COLLECTED MATERIAL
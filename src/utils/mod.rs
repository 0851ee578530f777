pub(crate) mod async_task;

pub(crate) mod time;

REQUIREMENT
Return all of the lines above exactly, with none omitted.

RESPONSE TO THIS TASK
filename src/utils/mod.rs
repository 0851ee578530f777
pub(crate) mod async_task;

pub(crate) mod time;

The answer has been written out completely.